MONDAY, Oct. 17, 2016 (HealthDay News) -- For women with a prior preterm birth, cerclage plus 17α-hydroxyprogesterone caproate is associated with a significant reduction in delivery at less than 24 weeks of gestation compared with cerclage alone, according to a study published in the November issue of Obstetrics & Gynecology.
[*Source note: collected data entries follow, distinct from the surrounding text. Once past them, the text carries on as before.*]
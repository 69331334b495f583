use super::{drive, parse_count, State, Target};
use crate::{conf::HttpDeadlines, normalize::IntermediateFields, transport::HttpTransport, GspErr};
use serde::Deserialize;
use std::collections::HashMap;

pub const PROTOCOL: &str = "fivem";

/// FXServer sends counts as numbers or as strings depending on the field.
#[derive(Deserialize, Debug, Clone, PartialEq, Eq)]
#[serde(untagged)]
pub enum Count {
    Number(u64),
    Text(String),
}

impl Count {
    fn value(&self, field: &str) -> Result<u64, GspErr> {
        match self {
            Count::Number(value) => Ok(*value),
            Count::Text(text) => parse_count(PROTOCOL, field, text),
        }
    }
}

/// `/dynamic.json`
#[derive(Deserialize, Debug)]
pub struct Dynamic {
    pub hostname: Option<String>,
    pub clients: Option<Count>,
    pub sv_maxclients: Option<Count>,
    pub mapname: Option<String>,
    pub gametype: Option<String>,
}

/// `/info.json`
#[derive(Deserialize, Debug, Default)]
#[serde(default)]
pub struct Info {
    pub server: Option<String>,
    pub vars: HashMap<String, serde_json::Value>,
}

/// One entry of `/players.json`.
#[derive(Deserialize, Debug)]
pub struct Player {
    pub name: Option<String>,
}

pub fn run(target: &Target, deadlines: &HttpDeadlines) -> Result<IntermediateFields, GspErr> {
    drive(PROTOCOL, |machine| {
        let mut http = HttpTransport::create(PROTOCOL, &target.addr, deadlines);
        machine.enter(State::RequestSent);

        let dynamic = http.get_json::<Dynamic>("/dynamic.json")?;
        let info = http.get_json::<Info>("/info.json")?;
        let players = http.get_json::<Vec<Player>>("/players.json")?;
        machine.enter(State::ResponseReceived);

        into_fields(dynamic, info, players)
    })
}

fn into_fields(
    dynamic: Dynamic,
    mut info: Info,
    players: Vec<Player>,
) -> Result<IntermediateFields, GspErr> {
    Ok(IntermediateFields {
        name: dynamic.hostname,
        description: info
            .vars
            .remove("sv_projectDesc")
            .and_then(|desc| desc.as_str().map(String::from)),
        map: dynamic.mapname,
        mode: dynamic.gametype,
        version: info.server.take(),
        max_players: dynamic
            .sv_maxclients
            .map(|count| count.value("sv_maxclients"))
            .transpose()?,
        current_players: dynamic
            .clients
            .map(|count| count.value("clients"))
            .transpose()?,
        players: Some(players.into_iter().map(|p| p.name).collect()),
        ..Default::default()
    })
}

#[cfg(test)]
mod tests {
    use super::*;
    use crate::ErrorKind;

    #[test]
    fn counts_accept_numbers_and_strings() {
        let dynamic: Dynamic = serde_json::from_str(
            r#"{"hostname": "RP City", "clients": 4, "sv_maxclients": "48", "mapname": "fivem-map-skater", "gametype": "Freeroam"}"#,
        )
        .unwrap();
        let info: Info = serde_json::from_str(
            r#"{"server": "FXServer-master SERVER v1.0.0.7290 win32", "vars": {"sv_projectDesc": "Roleplay"}, "resources": []}"#,
        )
        .unwrap();
        let players: Vec<Player> =
            serde_json::from_str(r#"[{"id": 1, "name": "Niko", "ping": 30}, {"id": 2, "name": "Roman"}]"#)
                .unwrap();

        let fields = into_fields(dynamic, info, players).unwrap();

        assert_eq!(fields.name.as_deref(), Some("RP City"));
        assert_eq!(fields.description.as_deref(), Some("Roleplay"));
        assert_eq!(fields.max_players, Some(48));
        assert_eq!(fields.current_players, Some(4));
        assert_eq!(
            fields.players,
            Some(vec![Some("Niko".into()), Some("Roman".into())])
        );
    }

    #[test]
    fn non_numeric_count_is_parse_error() {
        let dynamic: Dynamic =
            serde_json::from_str(r#"{"hostname": "x", "sv_maxclients": "many"}"#).unwrap();

        let err = into_fields(dynamic, Info::default(), vec![]).unwrap_err();

        assert_eq!(err.kind(), ErrorKind::ParseError);
    }
}
use super::Budget;
use crate::{conf::HttpDeadlines, GspErr};
use serde::de::DeserializeOwned;
use std::{io::ErrorKind, net::SocketAddr};
use tracing::trace;

/// Plain HTTP client bound to one server and one global deadline.
pub struct HttpTransport {
    protocol: &'static str,
    addr: SocketAddr,
    base_url: String,
    global: Budget,
}

impl HttpTransport {
    pub fn create(protocol: &'static str, addr: &SocketAddr, deadlines: &HttpDeadlines) -> Self {
        Self {
            protocol,
            addr: *addr,
            base_url: format!("http://{}", addr),
            global: Budget::create("http request", deadlines.global),
        }
    }

    fn map_ureq_err(&self, err: ureq::Error) -> GspErr {
        match err {
            ureq::Error::Timeout(_) => self.global.timeout(),
            ureq::Error::StatusCode(status) => GspErr::IoErr {
                phase: "http request",
                source: std::io::Error::other(format!("unexpected HTTP status {}", status)),
            },
            ureq::Error::HostNotFound => GspErr::address(&self.base_url, "host not found"),
            ureq::Error::ConnectionFailed => GspErr::ConnectErr {
                phase: "http connect",
                addr: self.addr,
                source: ErrorKind::ConnectionRefused.into(),
            },
            ureq::Error::Io(err) if err.kind() == ErrorKind::ConnectionRefused => {
                GspErr::ConnectErr {
                    phase: "http connect",
                    addr: self.addr,
                    source: err,
                }
            }
            ureq::Error::Io(err) => self.global.map_io_err(err),
            err => GspErr::IoErr {
                phase: "http request",
                source: std::io::Error::other(err.to_string()),
            },
        }
    }

    /// GET `path` and decode the body as JSON.
    ///
    /// Each call is bounded by what is left of the global budget.
    pub fn get_json<T: DeserializeOwned>(&mut self, path: &str) -> Result<T, GspErr> {
        let slice = self.global.slice()?;
        let url = format!("{}{}", self.base_url, path);
        let started = std::time::Instant::now();

        let agent: ureq::Agent = ureq::Agent::config_builder()
            .timeout_global(Some(slice))
            .http_status_as_error(true)
            .build()
            .into();

        let result = agent
            .get(&url)
            .call()
            .and_then(|mut resp| resp.body_mut().read_to_string());
        self.global.charge(started.elapsed());
        let body = result.map_err(|err| self.map_ureq_err(err))?;

        trace!(%url, len = body.len(), "http response");

        serde_json::from_str::<T>(&body)
            .map_err(|err| GspErr::parse(self.protocol, format!("{}: {}", path, err)))
    }
}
Bethany Stetson, M.D., from the Ohio State Wexner Medical Center in Columbus, and colleagues identified women with transvaginal cerclage placement and a prior delivery between 16 and 36 weeks of gestation over a 10-year period. Outcomes, including the primary outcome of delivery at less than 24 weeks of gestation, were compared for women with a cerclage alone (171 women) and those with cerclage plus 17α-hydroxyprogesterone caproate (89 women).
The researchers found that delivery at less than 24 weeks of gestation occurred in 6 and 16 percent of women receiving cerclage plus 17α-hydroxyprogesterone caproate and cerclage alone (odds ratio, 0.31). The combined treatment group had a 73 percent reduction in delivery compared with the cerclage-alone group after the researchers controlled for indomethacin use, prior cerclage, and loop electrosurgical excision procedure-cold knife cone and cerclage surgery (adjusted odds ratio, 0.26).
"Women receiving transvaginal cerclage plus 17α-hydroxyprogesterone caproate had a 69 percent relative reduction in delivery at less than 24 weeks of gestation when compared with women receiving cerclage alone," the authors write.